Given the records below, set each one down again exactly as it reads.

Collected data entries
----

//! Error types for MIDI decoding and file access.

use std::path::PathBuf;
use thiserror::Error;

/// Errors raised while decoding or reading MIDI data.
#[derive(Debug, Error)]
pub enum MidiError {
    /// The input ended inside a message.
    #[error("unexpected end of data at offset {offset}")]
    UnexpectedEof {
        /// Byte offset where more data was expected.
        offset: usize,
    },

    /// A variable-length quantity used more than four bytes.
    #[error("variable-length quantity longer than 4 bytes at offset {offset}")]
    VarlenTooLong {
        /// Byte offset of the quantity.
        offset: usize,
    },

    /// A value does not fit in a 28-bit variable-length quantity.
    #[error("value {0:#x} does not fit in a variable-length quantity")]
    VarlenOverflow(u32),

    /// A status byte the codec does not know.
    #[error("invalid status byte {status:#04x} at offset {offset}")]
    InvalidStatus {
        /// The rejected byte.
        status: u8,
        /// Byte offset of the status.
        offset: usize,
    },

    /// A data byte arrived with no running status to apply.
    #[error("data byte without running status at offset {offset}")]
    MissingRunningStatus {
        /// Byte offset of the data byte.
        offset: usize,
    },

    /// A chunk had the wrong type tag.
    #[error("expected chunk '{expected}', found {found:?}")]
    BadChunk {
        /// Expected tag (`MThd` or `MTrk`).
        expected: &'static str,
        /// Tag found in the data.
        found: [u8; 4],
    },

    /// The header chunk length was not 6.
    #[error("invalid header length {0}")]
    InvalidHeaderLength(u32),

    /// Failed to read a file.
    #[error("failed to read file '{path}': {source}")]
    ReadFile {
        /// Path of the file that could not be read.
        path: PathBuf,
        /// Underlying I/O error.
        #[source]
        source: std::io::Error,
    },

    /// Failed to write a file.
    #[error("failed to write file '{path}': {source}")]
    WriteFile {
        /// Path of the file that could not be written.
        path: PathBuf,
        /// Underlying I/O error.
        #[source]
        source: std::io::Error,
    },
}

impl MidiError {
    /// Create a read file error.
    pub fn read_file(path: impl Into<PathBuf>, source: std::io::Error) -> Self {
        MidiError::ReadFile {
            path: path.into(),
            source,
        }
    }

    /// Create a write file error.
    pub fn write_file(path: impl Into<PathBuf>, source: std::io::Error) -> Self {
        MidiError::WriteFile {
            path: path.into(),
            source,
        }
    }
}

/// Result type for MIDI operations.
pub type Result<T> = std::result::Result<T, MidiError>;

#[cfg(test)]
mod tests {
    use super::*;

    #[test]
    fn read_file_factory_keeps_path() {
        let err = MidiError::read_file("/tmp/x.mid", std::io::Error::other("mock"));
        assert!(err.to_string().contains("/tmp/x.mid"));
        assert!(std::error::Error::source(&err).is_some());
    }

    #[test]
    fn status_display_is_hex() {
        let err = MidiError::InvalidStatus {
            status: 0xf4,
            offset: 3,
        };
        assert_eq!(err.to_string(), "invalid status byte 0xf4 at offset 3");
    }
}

----

Solved exercise:
//! Error types for MIDI decoding and file access.

use std::path::PathBuf;
use thiserror::Error;

/// Errors raised while decoding or reading MIDI data.
#[derive(Debug, Error)]
pub enum MidiError {
    /// The input ended inside a message.
    #[error("unexpected end of data at offset {offset}")]
    UnexpectedEof {
        /// Byte offset where more data was expected.
        offset: usize,
    },

    /// A variable-length quantity used more than four bytes.
    #[error("variable-length quantity longer than 4 bytes at offset {offset}")]
    VarlenTooLong {
        /// Byte offset of the quantity.
        offset: usize,
    },

    /// A value does not fit in a 28-bit variable-length quantity.
    #[error("value {0:#x} does not fit in a variable-length quantity")]
    VarlenOverflow(u32),

    /// A status byte the codec does not know.
    #[error("invalid status byte {status:#04x} at offset {offset}")]
    InvalidStatus {
        /// The rejected byte.
        status: u8,
        /// Byte offset of the status.
        offset: usize,
    },

    /// A data byte arrived with no running status to apply.
    #[error("data byte without running status at offset {offset}")]
    MissingRunningStatus {
        /// Byte offset of the data byte.
        offset: usize,
    },

    /// A chunk had the wrong type tag.
    #[error("expected chunk '{expected}', found {found:?}")]
    BadChunk {
        /// Expected tag (`MThd` or `MTrk`).
        expected: &'static str,
        /// Tag found in the data.
        found: [u8; 4],
    },

    /// The header chunk length was not 6.
    #[error("invalid header length {0}")]
    InvalidHeaderLength(u32),

    /// Failed to read a file.
    #[error("failed to read file '{path}': {source}")]
    ReadFile {
        /// Path of the file that could not be read.
        path: PathBuf,
        /// Underlying I/O error.
        #[source]
        source: std::io::Error,
    },

    /// Failed to write a file.
    #[error("failed to write file '{path}': {source}")]
    WriteFile {
        /// Path of the file that could not be written.
        path: PathBuf,
        /// Underlying I/O error.
        #[source]
        source: std::io::Error,
    },
}

impl MidiError {
    /// Create a read file error.
    pub fn read_file(path: impl Into<PathBuf>, source: std::io::Error) -> Self {
        MidiError::ReadFile {
            path: path.into(),
            source,
        }
    }

    /// Create a write file error.
    pub fn write_file(path: impl Into<PathBuf>, source: std::io::Error) -> Self {
        MidiError::WriteFile {
            path: path.into(),
            source,
        }
    }
}

/// Result type for MIDI operations.
pub type Result<T> = std::result::Result<T, MidiError>;

#[cfg(test)]
mod tests {
    use super::*;

    #[test]
    fn read_file_factory_keeps_path() {
        let err = MidiError::read_file("/tmp/x.mid", std::io::Error::other("mock"));
        assert!(err.to_string().contains("/tmp/x.mid"));
        assert!(std::error::Error::source(&err).is_some());
    }

    #[test]
    fn status_display_is_hex() {
        let err = MidiError::InvalidStatus {
            status: 0xf4,
            offset: 3,
        };
        assert_eq!(err.to_string(), "invalid status byte 0xf4 at offset 3");
    }
}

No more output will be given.